Create option on @Index to allow for propagation to subclasses #367

bzikarsky · 2017-05-21T06:44:43Z

In case of more complex class hierarchies it'd be nice to have an index (or primary-constraint) propagate to all subclasses.

Current Behavior

Currently the @Index annotation only triggers index-/constraint-creation on the entityType/label it's defined on. If there a subclasses, they don't get the index. This is especially problematic when the primary key gets redefined with primary = true. When loadAll(type) (or similiar methods) is used to load objects of a subclass, that subclasses type is used on the query. But the primary-key is not present as an index and slows down the query immensely.

Expected Behavior / Possible Solution

Let's assume an artificial argument propagateToSubclasses=[true|false] on @Index. A simple class-hierarchy can then be defined like this:

@NodeEntity
abstract class Animal {

    @Index(unique = true, primary = true, propagateToSubclasses = true)
    private String qualifiedName;

}

@NodeEntity
class Cat extends Animal {

    @Property
    private int independence;
}


@NodeEntity
class Dog extends Animal {

    @Property
    private int loyalty;
}

This would add the constraint (and implicit index) to :Animal and additionally to :Dog and :Cat

Alternative solutions

Use an attribute `inheritIndices` on `@NodeEntity` instead of `propagateToSubclasses`

This moves the flag to inherit the indices of the parent class to the subclass. Pro: Matches the location of the extends-definition. Con: Has to be defined explicitly on all subclasses.

Don't use an annotation attribute but do this automatically

Title says it all. One could discuss to only automatically inherit the custom primary index/constraint. But that is even more "magic".

Probably not a good idea, since it changes the behavior and should probably be classified as a breaking change.

Context

I have project which persists a traceability model (about 150M nodes) in neo4j. The entities are structured hierarchically (e.g. TestResult -> Artifact -> Entity) and some basic properties are enforced at higher level (e.g. every Entity needs to have a qualifiedName). The problem arises when those are indexed properties (such as qualifiedName which is the primary key for those nodes). Any query specific to a subclass (e.g. a TestResult with a specific id/qualifiedName) takes a long time, even if it's as simple as this: MATCH (n:TestResult) WHERE n.qualifiedName.

One can argue that the query should uses Artifact in its type-clause, but this is neither user-freindly nor supported by OGM.

I am willing to contribute on this matter. 😃

Your Environment

OGM Version used: 2.1.2
Java Version used: 1.8.0_131 (x64)
Neo4J Version used: 3.2.0
Bolt Driver Version used (if applicable): 2.1.2
Operating System and Version: Win 10 Pro x64, Build 15063
Link to your project: n/a (closed source, proprietary)

The text was updated successfully, but these errors were encountered:

bzikarsky · 2017-05-23T14:20:33Z

It'd be nice to get an assessment if this is a feature you approve. Then I'd put some time into a working implementation.

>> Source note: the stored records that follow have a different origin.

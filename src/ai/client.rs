use crate::error::GenerationError;
use async_trait::async_trait;
use openrouter_api::{
    models::provider_preferences::ProviderPreferences,
    models::provider_preferences::ProviderSort,
    types::chat::{ChatCompletionRequest, Message},
};
use serde::Serialize;
use serde_json::{json, Value};

pub const DEFAULT_MODEL: &str = "openai/gpt-oss-120b";
pub const DEFAULT_TEMPERATURE: f32 = 0.3;
pub const DEFAULT_MAX_TOKENS: u32 = 4096;

#[derive(Debug, Clone, Serialize, PartialEq)]
pub struct ModelConfig {
    pub model: String,
    #[serde(skip_serializing_if = "Option::is_none")]
    pub temperature: Option<f32>,
    #[serde(skip_serializing_if = "Option::is_none")]
    pub max_tokens: Option<u32>,
}

impl Default for ModelConfig {
    fn default() -> Self {
        Self {
            model: DEFAULT_MODEL.to_string(),
            temperature: Some(DEFAULT_TEMPERATURE),
            max_tokens: Some(DEFAULT_MAX_TOKENS),
        }
    }
}

/// One prompt exchange with the model.
#[derive(Debug, Clone, PartialEq)]
pub struct CompletionRequest {
    pub system: String,
    pub prompt: String,
    /// Schema the reply must follow; sent as a structured-output response format.
    pub response_schema: Option<Value>,
}

/// Anything that can answer a prompt with text.
#[async_trait]
pub trait LlmProvider: Send + Sync {
    async fn complete(&self, request: &CompletionRequest) -> Result<String, GenerationError>;
}

#[derive(Debug)]
pub struct OpenRouterClient {
    client: openrouter_api::OpenRouterClient<openrouter_api::Ready>,
    config: ModelConfig,
}

impl OpenRouterClient {
    /// Reads `OPENROUTER_API_KEY` from the environment.
    pub fn new(config: ModelConfig) -> Result<Self, GenerationError> {
        let client = openrouter_api::OpenRouterClient::quick()
            .map_err(|e| GenerationError::Client(e.to_string()))?;

        Ok(Self { client, config })
    }

    pub fn model(&self) -> &str {
        &self.config.model
    }
}

/// Chat request for one exchange. A response schema becomes a `json_schema`
/// response format.
pub fn build_request(
    config: &ModelConfig,
    request: &CompletionRequest,
) -> Result<ChatCompletionRequest, GenerationError> {
    let messages = vec![
        Message::text("system", &request.system),
        Message::text("user", &request.prompt),
    ];

    let provider = ProviderPreferences::new().with_sort(ProviderSort::Throughput);

    let completion = ChatCompletionRequest {
        model: config.model.clone(),
        messages,
        provider: Some(provider),
        stream: None,
        response_format: None,
        tools: None,
        tool_choice: None,
        models: None,
        transforms: None,
        route: None,
        user: None,
        max_tokens: config.max_tokens,
        temperature: config.temperature,
        top_p: None,
        top_k: None,
        frequency_penalty: None,
        presence_penalty: None,
        repetition_penalty: None,
        min_p: None,
        top_a: None,
        seed: None,
        stop: None,
        logit_bias: None,
        logprobs: None,
        top_logprobs: None,
        prediction: None,
        parallel_tool_calls: None,
        verbosity: None,
    };

    let Some(schema) = &request.response_schema else {
        return Ok(completion);
    };
    let mut body = serde_json::to_value(&completion)?;
    body["response_format"] = json!({
        "type": "json_schema",
        "json_schema": {
            "name": "quiz",
            "strict": false,
            "schema": schema
        }
    });
    Ok(serde_json::from_value(body)?)
}

#[async_trait]
impl LlmProvider for OpenRouterClient {
    async fn complete(&self, request: &CompletionRequest) -> Result<String, GenerationError> {
        let completion = build_request(&self.config, request)?;

        tracing::debug!(
            model = %self.config.model,
            prompt_len = request.prompt.len(),
            structured = request.response_schema.is_some(),
            "sending completion request"
        );

        let response = self
            .client
            .chat()
            .map_err(|e| GenerationError::Client(e.to_string()))?
            .chat_completion(completion)
            .await
            .map_err(|e| GenerationError::Provider(e.to_string()))?;

        let Some(choice) = response.choices.first() else {
            return Err(GenerationError::EmptyResponse);
        };

        let text = match &choice.message.content {
            openrouter_api::MessageContent::Text(text) => text.clone(),
            openrouter_api::MessageContent::Parts(parts) => parts
                .iter()
                .filter_map(|p| {
                    if let openrouter_api::ContentPart::Text(tc) = p {
                        Some(tc.text.clone())
                    } else {
                        None
                    }
                })
                .collect::<Vec<String>>()
                .join("\n"),
        };

        tracing::debug!(response_len = text.len(), "completion received");
        Ok(text)
    }
}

Currently we are working around this "issue" by having a custom helper, which checks the class hierarchy and adds missing indices by itself. But it feels kind of dirty.

frant-hartm · 2017-05-23T14:33:04Z

Hi,

only 1 primary index per class hierarchy is supported - it is used in MERGE statements - if there were multiple primary indexes we wouldn't know which to use.

As for non-primary indexes/constraints:
Propagating indexes down the hierarchy doesn't seem like a very good idea - it would lead to slower write times and data would take up more space, but we will think about it as a opt-in feature.

Solution that should be as fast in terms of querying is to provide more labels in the query - the label of the type you are specifically querying and the label containing primary index.

E.g. for Dog the query would be

MATCH (n:Dog:Animal) WHERE n.primaryKey=....

and neo4j should pick the right label index if it exists.

bzikarsky · 2017-05-23T14:51:30Z

Maybe this should be spun off into 2 features:

a) Opt-in index-inheritance
b) Support for class hierarchies in the find*-methods -- The queries built by the delegates always use MetaData/Session.entityType(class) which only returns the specific class' label. Therefor those queries don't hit the primary keys. The delegates need to be extended in such a way that they built a chain of labels until they hit the label containing the primary-key definition.

DwayneSmurdon · 2017-09-22T05:04:28Z

I could really use this feature right now, but I am not sure it is a good long term choice. I think option (a) above borders on SDN getting back into managing indices. An OGM arguably shouldn't manage indices, although I think another library to help with this (Java based) would be great.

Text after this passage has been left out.